Inger Johanne comprendía a Hanne Wilhelmsen y la dejaba en paz. Y parecía disfrutar de estar en su casa.
—Oh, no —dijo Inger Johanne en voz baja y cerró los ojos—. Esa mujer no.
Hanne, que estaba leyendo una novela, lanzó una mirada a la pantalla.
—No va a salir de la tele para cogerte —dijo, y continuó leyendo.
—Pero ¿por qué siempre…? —preguntó Inger Johanne, abatida, e inspiró hondo—. ¿Por qué se ha convertido precisamente ella en el gran oráculo en todos los asuntos sobre crímenes y criminales?
—Porque tú no quieres serlo —dijo Hanne esbozando una sonrisa.
En una ocasión, Inger Johanne había abandonado un estudio durante la emisión en directo de un debate por pura indignación, y nunca volvieron a invitarla.
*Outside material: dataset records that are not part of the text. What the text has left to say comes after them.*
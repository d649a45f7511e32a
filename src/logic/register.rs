//! Fixed-width chain of flip-flops.
//!
//! Index 0 is the first flip-flop (Q1, nearest the serial input) and
//! index `width - 1` is the last one (QN, the serial output tap).

use std::fmt;
use serde::{Serialize, Deserialize};
use crate::logic::Bit;

/// The flip-flop chain of a shift register.
///
/// The width is fixed at construction; every operation keeps it.
#[derive(Clone, PartialEq, Eq, Hash, Serialize, Deserialize)]
pub struct Register {
    /// Q1..QN
    bits: Vec<Bit>,
}

impl Register {
    /// Create a register of `width` flip-flops, all cleared.
    pub fn zeroed(width: usize) -> Self {
        Self { bits: vec![Bit::Zero; width] }
    }

    /// Number of flip-flops.
    #[inline]
    pub fn width(&self) -> usize {
        self.bits.len()
    }

    /// All bits, Q1 first.
    #[inline]
    pub fn bits(&self) -> &[Bit] {
        &self.bits
    }

    /// Get the bit held by flip-flop `index` (0 = Q1).
    #[inline]
    pub fn get(&self, index: usize) -> Option<Bit> {
        self.bits.get(index).copied()
    }

    /// The serial output tap (QN).
    #[inline]
    pub fn serial_out(&self) -> Bit {
        self.bits.last().copied().unwrap_or_default()
    }

    /// Shift every bit one position toward the output and put `incoming`
    /// into Q1. Returns the bit that fell off the end.
    pub fn shift_in(&mut self, incoming: Bit) -> Bit {
        match self.bits.pop() {
            Some(outgoing) => {
                self.bits.insert(0, incoming);
                outgoing
            }
            None => incoming,
        }
    }

    /// Parallel load: flip-flop `i` takes input line `i`.
    ///
    /// The width never changes. Lines past QN are ignored and flip-flops
    /// without a line keep their value.
    pub fn load(&mut self, inputs: &[Bit]) {
        for (slot, &bit) in self.bits.iter_mut().zip(inputs) {
            *slot = bit;
        }
    }

    /// Clear every flip-flop.
    pub fn clear(&mut self) {
        self.bits.fill(Bit::Zero);
    }

    /// The register as 0/1 integers, Q1 first.
    pub fn to_u8s(&self) -> Vec<u8> {
        self.bits.iter().map(|b| b.to_u8()).collect()
    }
}

impl fmt::Debug for Register {
    fn fmt(&self, f: &mut fmt::Formatter<'_>) -> fmt::Result {
        write!(f, "Q=")?;
        fmt::Display::fmt(self, f)
    }
}

impl fmt::Display for Register {
    fn fmt(&self, f: &mut fmt::Formatter<'_>) -> fmt::Result {
        for bit in &self.bits {
            write!(f, "{}", bit)?;
        }
        Ok(())
    }
}
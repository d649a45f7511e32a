//! Simulator construction parameters.

use serde::{Serialize, Deserialize};
use crate::sim::{Mode, SimError};

/// Default register width, matching the classic 4-bit trainer boards.
pub const DEFAULT_WIDTH: usize = 4;

/// Everything needed to build a [`ShiftRegisterSimulator`](crate::ShiftRegisterSimulator).
#[derive(Debug, Clone, Copy, PartialEq, Eq, Serialize, Deserialize)]
#[serde(default, deny_unknown_fields)]
pub struct SimConfig {
    /// Register kind.
    pub mode: Mode,
    /// Number of flip-flops (must be at least 1).
    pub width: usize,
}

impl SimConfig {
    /// Create a config for `mode` at the default width.
    pub fn new(mode: Mode) -> Self {
        Self { mode, width: DEFAULT_WIDTH }
    }

    /// Override the width.
    pub fn with_width(mut self, width: usize) -> Self {
        self.width = width;
        self
    }

    /// Check the parameters without building anything.
    pub fn validate(&self) -> Result<(), SimError> {
        if self.width == 0 {
            return Err(SimError::InvalidConfiguration(
                "register width must be a positive integer".into(),
            ));
        }
        Ok(())
    }

    /// Parse and validate a JSON config such as `{"mode":"piso","width":8}`.
    pub fn from_json(text: &str) -> Result<Self, SimError> {
        let config: SimConfig = serde_json::from_str(text)
            .map_err(|e| SimError::InvalidConfiguration(e.to_string()))?;
        config.validate()?;
        Ok(config)
    }
}

impl Default for SimConfig {
    fn default() -> Self {
        Self::new(Mode::default())
    }
}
Wencke Bencke era la escritora de novelas policiacas más famosa del país. Después de llevar durante muchos años una vida excéntrica, malhumorada e inalcanzable, un año antes había entrado en la escena pública. Una serie de famosos fueron asesinados por riguroso orden en un caso que la Policía nunca llegó a resolver del todo. Inger Johanne se vio envuelta en la investigación contra su voluntad, pero también para ella durante mucho tiempo los asesinatos parecieron carecer de motivo y de relación intrínseca. En esa época, Wencke Bencke se convirtió en la experta favorita de los medios. Brillaba con sus conocimientos sobre el carácter de los criminales y su absurda lógica, al mismo tiempo que mantenía una distancia irónica con respecto a la Policía. Y todo eso quedaba muy bien en la televisión.